The task
Report all lines of the records that contain "endpoint".
*** Opening of Extracted data ***
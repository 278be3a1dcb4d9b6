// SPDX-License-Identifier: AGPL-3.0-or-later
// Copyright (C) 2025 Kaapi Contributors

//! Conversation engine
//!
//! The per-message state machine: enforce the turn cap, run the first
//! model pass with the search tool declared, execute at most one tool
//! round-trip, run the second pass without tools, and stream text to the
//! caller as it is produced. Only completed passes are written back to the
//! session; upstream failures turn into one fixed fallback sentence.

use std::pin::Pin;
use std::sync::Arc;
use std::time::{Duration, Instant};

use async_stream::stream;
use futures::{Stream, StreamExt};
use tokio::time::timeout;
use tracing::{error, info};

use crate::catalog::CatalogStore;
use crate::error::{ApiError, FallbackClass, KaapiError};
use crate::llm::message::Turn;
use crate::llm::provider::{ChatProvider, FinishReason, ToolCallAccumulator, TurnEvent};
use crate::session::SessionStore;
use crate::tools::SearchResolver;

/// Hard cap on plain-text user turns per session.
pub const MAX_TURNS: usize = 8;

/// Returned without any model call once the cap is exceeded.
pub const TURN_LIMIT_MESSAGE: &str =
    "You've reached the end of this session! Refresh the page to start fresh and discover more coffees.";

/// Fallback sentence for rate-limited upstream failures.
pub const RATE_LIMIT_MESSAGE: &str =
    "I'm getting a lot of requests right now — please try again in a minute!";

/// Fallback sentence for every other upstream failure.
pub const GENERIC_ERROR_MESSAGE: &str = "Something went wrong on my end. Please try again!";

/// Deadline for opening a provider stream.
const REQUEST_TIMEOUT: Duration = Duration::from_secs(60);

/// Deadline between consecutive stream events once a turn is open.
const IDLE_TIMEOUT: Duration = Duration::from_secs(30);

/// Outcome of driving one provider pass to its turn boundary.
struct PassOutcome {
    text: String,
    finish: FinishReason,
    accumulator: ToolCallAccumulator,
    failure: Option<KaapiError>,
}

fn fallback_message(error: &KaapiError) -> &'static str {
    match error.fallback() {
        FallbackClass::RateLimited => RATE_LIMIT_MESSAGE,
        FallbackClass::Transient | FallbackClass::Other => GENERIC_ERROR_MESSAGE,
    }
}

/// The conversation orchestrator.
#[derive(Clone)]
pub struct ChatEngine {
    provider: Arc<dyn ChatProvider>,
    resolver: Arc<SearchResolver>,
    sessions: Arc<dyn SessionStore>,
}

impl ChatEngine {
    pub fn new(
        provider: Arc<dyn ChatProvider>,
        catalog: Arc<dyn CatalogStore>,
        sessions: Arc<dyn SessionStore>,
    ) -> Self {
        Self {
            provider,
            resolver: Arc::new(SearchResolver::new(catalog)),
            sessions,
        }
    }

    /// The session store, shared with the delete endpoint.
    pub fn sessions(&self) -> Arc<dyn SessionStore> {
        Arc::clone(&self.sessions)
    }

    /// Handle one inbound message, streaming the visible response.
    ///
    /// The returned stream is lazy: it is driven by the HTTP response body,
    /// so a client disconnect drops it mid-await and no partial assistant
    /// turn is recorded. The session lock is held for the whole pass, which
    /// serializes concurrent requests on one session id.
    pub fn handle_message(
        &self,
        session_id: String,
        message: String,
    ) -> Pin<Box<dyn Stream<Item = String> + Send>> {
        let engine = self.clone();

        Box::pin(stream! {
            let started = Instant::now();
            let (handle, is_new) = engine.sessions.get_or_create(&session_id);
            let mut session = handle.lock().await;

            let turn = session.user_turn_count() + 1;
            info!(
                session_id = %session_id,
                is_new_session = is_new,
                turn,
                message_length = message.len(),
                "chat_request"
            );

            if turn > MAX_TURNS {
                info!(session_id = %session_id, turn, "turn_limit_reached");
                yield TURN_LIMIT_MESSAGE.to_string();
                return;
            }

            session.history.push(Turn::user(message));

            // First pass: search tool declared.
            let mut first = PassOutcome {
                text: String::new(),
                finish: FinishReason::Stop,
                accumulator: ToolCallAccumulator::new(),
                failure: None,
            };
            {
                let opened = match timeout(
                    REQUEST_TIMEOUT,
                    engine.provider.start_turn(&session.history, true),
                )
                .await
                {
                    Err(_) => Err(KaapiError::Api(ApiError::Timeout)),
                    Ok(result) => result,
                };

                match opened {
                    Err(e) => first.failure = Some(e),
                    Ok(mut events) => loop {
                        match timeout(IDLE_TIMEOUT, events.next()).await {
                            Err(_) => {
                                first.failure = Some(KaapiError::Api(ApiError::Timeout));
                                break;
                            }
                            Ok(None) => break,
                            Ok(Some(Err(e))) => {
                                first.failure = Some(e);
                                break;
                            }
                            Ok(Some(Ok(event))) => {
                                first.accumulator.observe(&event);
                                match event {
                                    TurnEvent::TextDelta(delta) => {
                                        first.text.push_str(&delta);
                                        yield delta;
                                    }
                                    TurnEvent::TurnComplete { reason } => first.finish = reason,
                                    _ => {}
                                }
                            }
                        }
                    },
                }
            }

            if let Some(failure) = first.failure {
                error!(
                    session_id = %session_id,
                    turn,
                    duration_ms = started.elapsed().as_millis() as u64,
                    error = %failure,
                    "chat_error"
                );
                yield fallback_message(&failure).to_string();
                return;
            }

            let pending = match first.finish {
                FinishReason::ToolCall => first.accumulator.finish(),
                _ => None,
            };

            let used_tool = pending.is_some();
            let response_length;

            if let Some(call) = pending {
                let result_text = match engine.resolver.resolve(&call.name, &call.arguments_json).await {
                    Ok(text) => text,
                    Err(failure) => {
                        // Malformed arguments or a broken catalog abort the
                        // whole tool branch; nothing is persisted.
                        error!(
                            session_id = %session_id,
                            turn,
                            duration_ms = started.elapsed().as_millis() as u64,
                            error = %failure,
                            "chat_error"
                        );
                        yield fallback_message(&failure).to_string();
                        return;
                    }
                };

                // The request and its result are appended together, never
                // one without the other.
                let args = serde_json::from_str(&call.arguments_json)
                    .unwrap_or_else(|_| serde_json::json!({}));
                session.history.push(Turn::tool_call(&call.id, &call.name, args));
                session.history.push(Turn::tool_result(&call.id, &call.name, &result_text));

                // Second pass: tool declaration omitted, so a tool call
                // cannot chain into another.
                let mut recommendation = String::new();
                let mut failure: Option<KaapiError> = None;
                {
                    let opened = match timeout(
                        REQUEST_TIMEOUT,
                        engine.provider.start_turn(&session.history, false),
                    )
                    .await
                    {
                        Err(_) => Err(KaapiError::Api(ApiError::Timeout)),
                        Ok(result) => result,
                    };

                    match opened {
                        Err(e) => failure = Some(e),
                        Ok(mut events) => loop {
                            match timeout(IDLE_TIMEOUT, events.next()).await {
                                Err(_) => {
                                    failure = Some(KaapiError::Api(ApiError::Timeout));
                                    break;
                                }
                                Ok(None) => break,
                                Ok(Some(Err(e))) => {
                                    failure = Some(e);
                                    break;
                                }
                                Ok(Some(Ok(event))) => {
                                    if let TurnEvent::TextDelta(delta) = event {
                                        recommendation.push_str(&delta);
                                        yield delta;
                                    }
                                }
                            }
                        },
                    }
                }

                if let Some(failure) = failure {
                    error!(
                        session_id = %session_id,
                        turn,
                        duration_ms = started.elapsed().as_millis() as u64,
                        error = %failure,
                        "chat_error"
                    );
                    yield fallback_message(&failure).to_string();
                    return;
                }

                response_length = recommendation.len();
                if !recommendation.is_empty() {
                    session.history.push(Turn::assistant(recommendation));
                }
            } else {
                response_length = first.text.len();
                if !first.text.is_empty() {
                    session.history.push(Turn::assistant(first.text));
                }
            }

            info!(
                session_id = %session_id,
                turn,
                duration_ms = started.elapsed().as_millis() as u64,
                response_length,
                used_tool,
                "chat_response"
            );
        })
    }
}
*** Close of Extracted data ***
*** Opening of Extracted data ***
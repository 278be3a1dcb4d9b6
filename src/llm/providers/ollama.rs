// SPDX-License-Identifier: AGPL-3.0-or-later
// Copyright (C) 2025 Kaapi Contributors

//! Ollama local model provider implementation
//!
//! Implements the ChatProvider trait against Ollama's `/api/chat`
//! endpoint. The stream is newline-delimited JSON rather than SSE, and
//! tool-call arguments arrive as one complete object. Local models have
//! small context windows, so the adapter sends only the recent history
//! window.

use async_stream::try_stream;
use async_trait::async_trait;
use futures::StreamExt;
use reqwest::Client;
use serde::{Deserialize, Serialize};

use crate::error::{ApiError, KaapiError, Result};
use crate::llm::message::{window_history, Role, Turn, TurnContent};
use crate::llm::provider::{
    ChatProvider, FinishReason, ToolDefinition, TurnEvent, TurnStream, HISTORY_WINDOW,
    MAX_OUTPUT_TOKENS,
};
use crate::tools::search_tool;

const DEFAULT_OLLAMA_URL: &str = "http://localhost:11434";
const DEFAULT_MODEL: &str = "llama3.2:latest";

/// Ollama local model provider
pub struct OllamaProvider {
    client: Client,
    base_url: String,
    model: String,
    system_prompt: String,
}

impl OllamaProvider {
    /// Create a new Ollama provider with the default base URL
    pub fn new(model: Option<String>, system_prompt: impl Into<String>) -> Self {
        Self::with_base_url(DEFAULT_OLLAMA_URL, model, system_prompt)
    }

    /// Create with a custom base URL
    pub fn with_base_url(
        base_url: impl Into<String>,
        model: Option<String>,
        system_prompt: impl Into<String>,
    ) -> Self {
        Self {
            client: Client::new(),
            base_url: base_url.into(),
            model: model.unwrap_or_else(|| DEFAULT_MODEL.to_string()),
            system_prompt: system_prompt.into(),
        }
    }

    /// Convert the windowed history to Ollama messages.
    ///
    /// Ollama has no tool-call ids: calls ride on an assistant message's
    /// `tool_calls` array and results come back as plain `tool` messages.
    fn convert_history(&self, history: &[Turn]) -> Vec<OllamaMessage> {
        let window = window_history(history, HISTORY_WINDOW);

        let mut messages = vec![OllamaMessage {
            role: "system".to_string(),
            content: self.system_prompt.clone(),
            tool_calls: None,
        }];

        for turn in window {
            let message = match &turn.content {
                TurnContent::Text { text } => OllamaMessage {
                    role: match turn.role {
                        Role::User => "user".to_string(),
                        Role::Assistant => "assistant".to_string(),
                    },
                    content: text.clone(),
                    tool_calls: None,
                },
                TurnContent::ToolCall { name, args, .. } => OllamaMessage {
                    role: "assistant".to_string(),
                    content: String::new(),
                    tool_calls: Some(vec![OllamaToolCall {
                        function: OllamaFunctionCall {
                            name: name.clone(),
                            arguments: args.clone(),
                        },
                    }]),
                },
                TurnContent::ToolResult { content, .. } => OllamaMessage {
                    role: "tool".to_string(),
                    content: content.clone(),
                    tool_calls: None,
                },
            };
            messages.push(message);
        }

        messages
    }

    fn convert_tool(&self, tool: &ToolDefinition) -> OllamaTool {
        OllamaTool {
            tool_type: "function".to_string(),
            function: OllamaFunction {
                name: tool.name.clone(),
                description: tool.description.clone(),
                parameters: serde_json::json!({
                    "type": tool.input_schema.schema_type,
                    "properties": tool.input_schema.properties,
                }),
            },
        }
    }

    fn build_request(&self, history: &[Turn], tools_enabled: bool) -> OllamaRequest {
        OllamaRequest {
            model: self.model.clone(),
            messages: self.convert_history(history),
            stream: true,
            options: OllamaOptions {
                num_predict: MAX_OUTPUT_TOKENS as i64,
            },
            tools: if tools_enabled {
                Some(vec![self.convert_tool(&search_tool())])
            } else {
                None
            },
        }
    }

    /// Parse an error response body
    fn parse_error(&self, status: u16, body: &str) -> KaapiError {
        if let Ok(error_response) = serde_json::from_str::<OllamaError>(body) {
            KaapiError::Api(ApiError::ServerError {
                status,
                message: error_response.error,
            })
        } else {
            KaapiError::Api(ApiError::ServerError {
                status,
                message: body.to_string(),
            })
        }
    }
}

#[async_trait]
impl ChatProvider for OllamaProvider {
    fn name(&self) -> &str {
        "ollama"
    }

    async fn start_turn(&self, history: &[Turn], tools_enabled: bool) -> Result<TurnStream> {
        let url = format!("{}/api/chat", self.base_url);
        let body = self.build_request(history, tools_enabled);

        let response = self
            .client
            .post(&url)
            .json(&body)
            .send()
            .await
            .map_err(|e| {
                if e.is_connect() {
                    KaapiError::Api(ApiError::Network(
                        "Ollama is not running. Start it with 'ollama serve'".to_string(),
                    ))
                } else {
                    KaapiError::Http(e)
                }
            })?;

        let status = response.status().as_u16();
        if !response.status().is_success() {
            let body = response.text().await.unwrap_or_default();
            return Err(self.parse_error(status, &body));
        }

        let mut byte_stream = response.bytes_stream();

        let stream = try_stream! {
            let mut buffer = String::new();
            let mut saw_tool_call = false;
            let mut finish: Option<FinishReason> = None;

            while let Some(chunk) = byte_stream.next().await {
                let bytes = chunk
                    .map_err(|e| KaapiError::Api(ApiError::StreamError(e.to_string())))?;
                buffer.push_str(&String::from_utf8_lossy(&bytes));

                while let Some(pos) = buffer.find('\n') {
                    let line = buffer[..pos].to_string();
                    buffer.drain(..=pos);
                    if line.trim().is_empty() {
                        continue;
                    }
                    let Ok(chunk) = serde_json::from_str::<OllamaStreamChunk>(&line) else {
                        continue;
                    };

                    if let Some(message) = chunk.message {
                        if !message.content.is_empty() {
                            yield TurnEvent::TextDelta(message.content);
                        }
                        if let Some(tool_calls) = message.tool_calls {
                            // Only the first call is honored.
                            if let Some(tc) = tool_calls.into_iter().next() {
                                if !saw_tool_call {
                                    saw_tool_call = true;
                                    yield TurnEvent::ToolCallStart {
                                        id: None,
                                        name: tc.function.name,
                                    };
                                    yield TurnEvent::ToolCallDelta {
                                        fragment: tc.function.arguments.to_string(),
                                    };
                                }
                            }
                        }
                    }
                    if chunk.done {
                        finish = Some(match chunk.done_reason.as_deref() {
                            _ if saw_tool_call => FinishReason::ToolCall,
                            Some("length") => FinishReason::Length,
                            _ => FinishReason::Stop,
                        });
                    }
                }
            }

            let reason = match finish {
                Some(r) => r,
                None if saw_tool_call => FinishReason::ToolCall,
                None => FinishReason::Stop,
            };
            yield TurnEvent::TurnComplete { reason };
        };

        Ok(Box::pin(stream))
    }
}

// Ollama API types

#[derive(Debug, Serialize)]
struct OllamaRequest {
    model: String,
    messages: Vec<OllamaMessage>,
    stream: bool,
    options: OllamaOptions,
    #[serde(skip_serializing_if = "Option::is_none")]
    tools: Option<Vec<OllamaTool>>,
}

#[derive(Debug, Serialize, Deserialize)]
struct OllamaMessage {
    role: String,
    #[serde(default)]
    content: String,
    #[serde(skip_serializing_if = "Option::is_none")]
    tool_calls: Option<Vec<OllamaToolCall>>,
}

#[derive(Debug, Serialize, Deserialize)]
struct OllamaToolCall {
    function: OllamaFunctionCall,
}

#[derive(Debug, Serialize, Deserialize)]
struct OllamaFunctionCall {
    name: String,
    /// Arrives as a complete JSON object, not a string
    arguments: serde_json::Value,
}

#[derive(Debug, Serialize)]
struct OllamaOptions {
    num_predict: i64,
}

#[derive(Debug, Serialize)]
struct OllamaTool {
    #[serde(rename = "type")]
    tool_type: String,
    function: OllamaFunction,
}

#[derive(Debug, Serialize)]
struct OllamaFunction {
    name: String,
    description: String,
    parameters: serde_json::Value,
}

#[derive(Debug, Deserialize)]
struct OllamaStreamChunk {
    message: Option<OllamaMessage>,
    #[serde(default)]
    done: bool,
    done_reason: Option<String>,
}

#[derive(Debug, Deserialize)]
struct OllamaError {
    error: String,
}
*** Close of Extracted data ***
Response to the exercise
    /// The session store, shared with the delete endpoint.
//! endpoint. The stream is newline-delimited JSON rather than SSE, and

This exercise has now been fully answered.